[Stored data]
[Start of section]

//! 文本清洗
//!
//! 匹配前先把非 ASCII 噪声替换为空格，再折叠空白。

/// 清洗文本
///
/// 1. 可打印 ASCII 以外的字符替换为空格（换行、制表符等空白也参与第 2 步折叠）
/// 2. 连续空白折叠为单个空格
/// 3. 去掉首尾空白
///
/// 纯函数，幂等：`normalize(normalize(x)) == normalize(x)`
pub fn normalize(text: &str) -> String {
    let mut out = String::with_capacity(text.len());
    let mut pending_space = false;

    for c in text.chars() {
        if c.is_ascii_graphic() {
            if pending_space && !out.is_empty() {
                out.push(' ');
            }
            pending_space = false;
            out.push(c);
        } else {
            pending_space = true;
        }
    }

    out
}

#[cfg(test)]
mod tests {
    use super::*;

    #[test]
    fn test_collapses_whitespace() {
        assert_eq!(normalize("  What   is\n\n Azure?\t"), "What is Azure?");
    }

    #[test]
    fn test_replaces_non_ascii() {
        assert_eq!(normalize("Suggested Answer: B 🗳️"), "Suggested Answer: B");
        assert_eq!(normalize("caf\u{e9} au lait"), "caf au lait");
        assert_eq!(normalize("a\u{a0}b"), "a b");
    }

    #[test]
    fn test_empty_and_non_ascii_only() {
        assert_eq!(normalize(""), "");
        assert_eq!(normalize("   \n\t "), "");
        assert_eq!(normalize("题目选项"), "");
    }

    #[test]
    fn test_idempotent() {
        let samples = [
            "",
            "plain",
            "  mixed \u{2014} dash \r\n line ",
            "题目 A. 选项 B) two",
            "\u{0}control\u{7f}chars",
        ];
        for sample in samples {
            let once = normalize(sample);
            assert_eq!(normalize(&once), once, "sample: {:?}", sample);
        }
    }
}
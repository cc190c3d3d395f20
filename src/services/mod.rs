//! 业务能力层（Services）
//!
//! 每个模块只提供一种能力，只处理单个块或单条记录，不关心流程顺序。

pub mod artifact_writer;
pub mod chunk_reader;
pub mod explainer;
pub mod extractor;
pub mod normalizer;
pub mod segmenter;
pub mod validator;

pub use artifact_writer::{explained_path, ArtifactWriter, CleanPaths};
pub use chunk_reader::StreamingChunkReader;
pub use explainer::{
    build_prompt, generate_or_placeholder, generator_from_config, is_placeholder,
    ExplanationGenerator, HttpExplainer, OpenAiExplainer,
};
pub use extractor::FieldExtractor;
pub use normalizer::normalize;
pub use validator::RecordValidator;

[End of section]

• WHAT NEEDS TO BE DONE
Word for word, write out all of the entries again.

• RESULT OF THIS EXERCISE
//! 文本清洗
//!
//! 匹配前先把非 ASCII 噪声替换为空格，再折叠空白。

/// 清洗文本
///
/// 1. 可打印 ASCII 以外的字符替换为空格（换行、制表符等空白也参与第 2 步折叠）
/// 2. 连续空白折叠为单个空格
/// 3. 去掉首尾空白
///
/// 纯函数，幂等：`normalize(normalize(x)) == normalize(x)`
pub fn normalize(text: &str) -> String {
    let mut out = String::with_capacity(text.len());
    let mut pending_space = false;

    for c in text.chars() {
        if c.is_ascii_graphic() {
            if pending_space && !out.is_empty() {
                out.push(' ');
            }
            pending_space = false;
            out.push(c);
        } else {
            pending_space = true;
        }
    }

    out
}

#[cfg(test)]
mod tests {
    use super::*;

    #[test]
    fn test_collapses_whitespace() {
        assert_eq!(normalize("  What   is\n\n Azure?\t"), "What is Azure?");
    }

    #[test]
    fn test_replaces_non_ascii() {
        assert_eq!(normalize("Suggested Answer: B 🗳️"), "Suggested Answer: B");
        assert_eq!(normalize("caf\u{e9} au lait"), "caf au lait");
        assert_eq!(normalize("a\u{a0}b"), "a b");
    }

    #[test]
    fn test_empty_and_non_ascii_only() {
        assert_eq!(normalize(""), "");
        assert_eq!(normalize("   \n\t "), "");
        assert_eq!(normalize("题目选项"), "");
    }

    #[test]
    fn test_idempotent() {
        let samples = [
            "",
            "plain",
            "  mixed \u{2014} dash \r\n line ",
            "题目 A. 选项 B) two",
            "\u{0}control\u{7f}chars",
        ];
        for sample in samples {
            let once = normalize(sample);
            assert_eq!(normalize(&once), once, "sample: {:?}", sample);
        }
    }
}
repository cc190c3d3d395f20
filename src/services/mod.rs
//! 业务能力层（Services）
//!
//! 每个模块只提供一种能力，只处理单个块或单条记录，不关心流程顺序。

pub mod artifact_writer;
pub mod chunk_reader;
pub mod explainer;
pub mod extractor;
pub mod normalizer;
pub mod segmenter;
pub mod validator;

pub use artifact_writer::{explained_path, ArtifactWriter, CleanPaths};
pub use chunk_reader::StreamingChunkReader;
pub use explainer::{
    build_prompt, generate_or_placeholder, generator_from_config, is_placeholder,
    ExplanationGenerator, HttpExplainer, OpenAiExplainer,
};
pub use extractor::FieldExtractor;
pub use normalizer::normalize;
pub use validator::RecordValidator;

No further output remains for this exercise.